Stefan Grobe, Euronews
 
“Nous sommes avec Jeffry Frieden, professeur de Sciences Politique à l’Université d’Harvard : un des experts des relations internationales monétaires et financières. Dr Frieden il semble que les deux parties : les Démocrates et les Républicains espèrent que les élections de 2012 leurs donneront la possibilité de gérer eux-mêmes le déficit sans avoir à faire de compromis. Est-ce que c’est réaliste, étant donné que le pays reste profondément divisé ? 
 
 
Jeffry Frieden
“Je dirai que c’est profondément irréaliste. Le fait est que le pays est comme vous le dites polarisé, ce qui explique pourquoi notre système politique semble plus ou moins gelé. Finalement il devra y avoir un compromis. Un compromis nous l’espérons sera peut-être atteint dans le courant de l’année prochaine à l’approche des élections. Mais évidemment, le fait que nous serons dans une année électorale rendra très difficile pour les deux parties d’arriver à ce compromis.    
 
Stefan Grobe
Comment jugez-vous le rôle du Président Obama ? Quand le Président Lyndon Johnson affrontait un défi similaire dans les années 60 à propos des droits civils : il s’est comporté comme un bulldozer pour obtenir un soutien bi-partisan et faire voter la législation par le Congrès. Barack Obama n’a rien fait de tout ça. Au contraire il a adopté un profil bas pendant les discussions de la super-commission. Pourquoi ? 
 
Jeffry Frieden
Je pense que l’idée c’est que le Congrès a le pouvoir du porte-monnaie. C’est au Congrès de s’occuper de ces questions budgétaires. La position de l’administration était très claire tout comme l‘était également celle des partis démocrates et républicains. Il devait y avoir un accord au sein de la super-commission, il aurait du y avoir un compromis de chaque côté. Je pense que le Président Obama n’avait pas grand-chose à voir avec le fait que les parlementaires démocrates et les parlementaires républicains se mettent d’accord. Donc je pense qu’il a senti qu’il était mieux de rester à l‘écart. Maintenant il se peut qu’on le critique pour son manque d’activisme mais je pense qu’en fait ceci est de la responsabilité du Congrés.  
 
 
Euronews
Allons jusqu‘à la racine du problème. Dans votre dernier livre vous expliquez notamment que les taux d’intérêt artificiellement bas, la dérèglementation importante et les instruments financiers hautement sophistiqués sont depuis de nombreuses années les causes de la crise.

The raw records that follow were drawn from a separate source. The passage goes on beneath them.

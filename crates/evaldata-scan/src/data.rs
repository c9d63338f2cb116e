//! Column-oriented scan data
//!
//! A [`ScanData`] holds one `f64` vector per named column. All columns have
//! the same length (one value per recorded point). Spectra recorded by a
//! multichannel analyser are kept apart in [`McaSpectra`].

use crate::error::ScanError;
use crate::scan::ScanNumber;
use indexmap::IndexMap;
use serde::{Deserialize, Serialize};
use std::ops::Index;

/// MCA spectra, one row of `channels` counts per recorded point
#[derive(Debug, Clone, PartialEq, Eq, Default, Serialize, Deserialize)]
pub struct McaSpectra {
    /// Channels per spectrum
    pub channels: usize,
    /// Row-major counts, `rows * channels` values
    pub counts: Vec<u32>,
}

impl McaSpectra {
    /// Number of spectra
    #[must_use]
    pub fn rows(&self) -> usize {
        if self.channels == 0 {
            0
        } else {
            self.counts.len() / self.channels
        }
    }

    /// Spectrum of one point
    #[must_use]
    pub fn row(&self, index: usize) -> Option<&[u32]> {
        let start = index.checked_mul(self.channels)?;
        self.counts.get(start..start + self.channels)
    }
}

/// Named numeric columns of a scan
#[derive(Debug, Clone, PartialEq, Default, Serialize, Deserialize)]
pub struct ScanData {
    columns: IndexMap<String, Vec<f64>>,
    mca: Option<McaSpectra>,
}

impl ScanData {
    /// Create empty data with the given column names
    ///
    /// # Errors
    /// Returns [`ScanError::DuplicateColumn`] if a name repeats
    pub fn new(names: Vec<String>) -> Result<Self, ScanError> {
        let mut columns = IndexMap::with_capacity(names.len());
        for name in names {
            if columns.contains_key(&name) {
                return Err(ScanError::DuplicateColumn(name));
            }
            columns.insert(name, Vec::new());
        }
        Ok(Self { columns, mca: None })
    }

    /// Build data from row records
    ///
    /// # Errors
    /// Returns [`ScanError::RecordWidth`] if a record does not have one value
    /// per column
    pub fn from_records(names: Vec<String>, records: Vec<Vec<f64>>) -> Result<Self, ScanError> {
        let mut data = Self::new(names)?;
        for (index, record) in records.iter().enumerate() {
            data.push_record(record).map_err(|e| match e {
                ScanError::RecordWidth {
                    expected, actual, ..
                } => ScanError::RecordWidth {
                    index,
                    expected,
                    actual,
                },
                other => other,
            })?;
        }
        Ok(data)
    }

    /// Build data from complete columns
    ///
    /// # Errors
    /// Returns [`ScanError::ColumnLength`] if columns differ in length
    pub fn from_columns(columns: IndexMap<String, Vec<f64>>) -> Result<Self, ScanError> {
        let expected = columns.values().next().map_or(0, Vec::len);
        if let Some((name, values)) = columns.iter().find(|(_, v)| v.len() != expected) {
            return Err(ScanError::ColumnLength {
                name: name.clone(),
                expected,
                actual: values.len(),
            });
        }
        Ok(Self { columns, mca: None })
    }

    /// Append one point
    ///
    /// # Errors
    /// Returns [`ScanError::RecordWidth`] if the record width is wrong
    pub fn push_record(&mut self, record: &[f64]) -> Result<(), ScanError> {
        if record.len() != self.columns.len() {
            return Err(ScanError::RecordWidth {
                index: self.len(),
                expected: self.columns.len(),
                actual: record.len(),
            });
        }
        for (column, value) in self.columns.values_mut().zip(record) {
            column.push(*value);
        }
        Ok(())
    }

    /// Number of recorded points
    #[must_use]
    pub fn len(&self) -> usize {
        self.columns.values().next().map_or(0, Vec::len)
    }

    /// Whether no points were recorded
    #[must_use]
    pub fn is_empty(&self) -> bool {
        self.len() == 0
    }

    /// Values of one column
    #[must_use]
    pub fn column(&self, name: &str) -> Option<&[f64]> {
        self.columns.get(name).map(Vec::as_slice)
    }

    /// Column names in file order
    pub fn column_names(&self) -> impl Iterator<Item = &str> {
        self.columns.keys().map(String::as_str)
    }

    /// Iterate over `(name, values)` pairs in file order
    pub fn columns(&self) -> impl Iterator<Item = (&str, &[f64])> {
        self.columns.iter().map(|(k, v)| (k.as_str(), v.as_slice()))
    }

    /// Copy of the data restricted to the given columns, in the given order
    ///
    /// # Errors
    /// Returns [`ScanError::UnknownColumn`] for a missing name
    pub fn select<S: AsRef<str>>(&self, names: &[S]) -> Result<Self, ScanError> {
        let mut columns = IndexMap::with_capacity(names.len());
        for name in names {
            let name = name.as_ref();
            let values = self
                .columns
                .get(name)
                .ok_or_else(|| ScanError::UnknownColumn(name.to_string()))?;
            columns.insert(name.to_string(), values.clone());
        }
        Ok(Self { columns, mca: None })
    }

    /// Add a column holding the same value for every point
    ///
    /// Existing columns with the same name are left untouched, so measured
    /// values always win over header values.
    pub fn append_constant_column(&mut self, name: &str, value: f64) {
        if self.columns.contains_key(name) {
            return;
        }
        let len = self.len();
        self.columns.insert(name.to_string(), vec![value; len]);
    }

    /// Iterate over points as rows
    #[must_use]
    pub fn rows(&self) -> Rows<'_> {
        Rows {
            data: self,
            index: 0,
        }
    }

    /// MCA spectra, if the scan recorded any
    #[must_use]
    pub fn mca(&self) -> Option<&McaSpectra> {
        self.mca.as_ref()
    }

    /// Attach MCA spectra
    ///
    /// # Errors
    /// Returns [`ScanError::McaShape`] if the spectra count does not match
    /// the number of points
    pub fn set_mca(&mut self, scan: ScanNumber, mca: McaSpectra) -> Result<(), ScanError> {
        let expected = self.len() * mca.channels;
        if mca.counts.len() != expected {
            return Err(ScanError::McaShape {
                scan,
                expected,
                actual: mca.counts.len(),
            });
        }
        self.mca = Some(mca);
        Ok(())
    }
}

impl Index<&str> for ScanData {
    type Output = [f64];

    /// # Panics
    /// Panics if the column does not exist
    fn index(&self, name: &str) -> &Self::Output {
        match self.columns.get(name) {
            Some(values) => values,
            None => panic!("unknown column '{name}'"),
        }
    }
}

/// Row iterator over [`ScanData`]
#[derive(Debug)]
pub struct Rows<'a> {
    data: &'a ScanData,
    index: usize,
}

impl Iterator for Rows<'_> {
    type Item = Vec<f64>;

    fn next(&mut self) -> Option<Self::Item> {
        if self.index >= self.data.len() {
            return None;
        }
        let row = self.data.columns.values().map(|c| c[self.index]).collect();
        self.index += 1;
        Some(row)
    }

    fn size_hint(&self) -> (usize, Option<usize>) {
        let remaining = self.data.len().saturating_sub(self.index);
        (remaining, Some(remaining))
    }
}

Pourquoi en attribuez-vous la responsabilité à l’administration George W. Bush ? 
 
 
J. Frieden
Parce que c’est une crise classique de la dette et que ces dettes furent contractées au début du massif emprunt étranger qui nous a plongés dans cette situation délicate, c’est à dire en 2001. Rappelez-vous qu’il y a 10 ans, quand George W. Bush a pris ses fonctions, l’excédent du gouvernement était de 250 milliards de dollars. Les réductions fiscales de 2001 et 2003, avaient fait passer cet excédent de 250 milliards de dollars à un déficit de 400 milliards. C‘était le début d’une massive accumulation de dettes sous l’emprise de laquelle nous sommes encore. La deuxième composante c‘étaient les taux d’intérêt très bas qui ont incité les ménages à s’endetter lourdement.     
 
Euronews
Vous écrivez aussi que les Etats Unis vont vivre dix prochaines années difficiles et que le rétablissement sera long. Oú se trouve la zone euro dans ce panorama ? Y a-t-il un risque qu’avec les problèmes de la dette européenne ce soit non pas 10 mais 20 années très difficiles qui s’annoncent pour l’Amerique.
 
J. Frieden
Je ne le pense pas. L’Europe sur de nombreux aspects doit faire face à de nombreux problèmes comme les Etats Unis. Tout comme les Etats Unis ont financé leur consommation massive au cours des dernières décades en empruntant à l‘étranger, les pays européens périphériques comme l’Espagne, le Portugal, la Grèce, l’Irlande ont financé leur consommation en empruntant en Europe du nord. Et maintenant l’Europe dans son ensemble en paye le prix. Nous voyons à certains signes qu’il existe le même type d’impasse politique qu’aux Etats Unis dans les tentatives pour trouver une solution à la crise. Donc je ne suis pas optimiste ni à propos de l’Europe ni à propos des Etats Unis dans leurs efforts pour trouver une solution dans un avenir proche. S’ils restent prisonniers de cette polarisation et de cette impasse politique alors j epense que la perspective des dix prochaines années n’est pas très favorable”.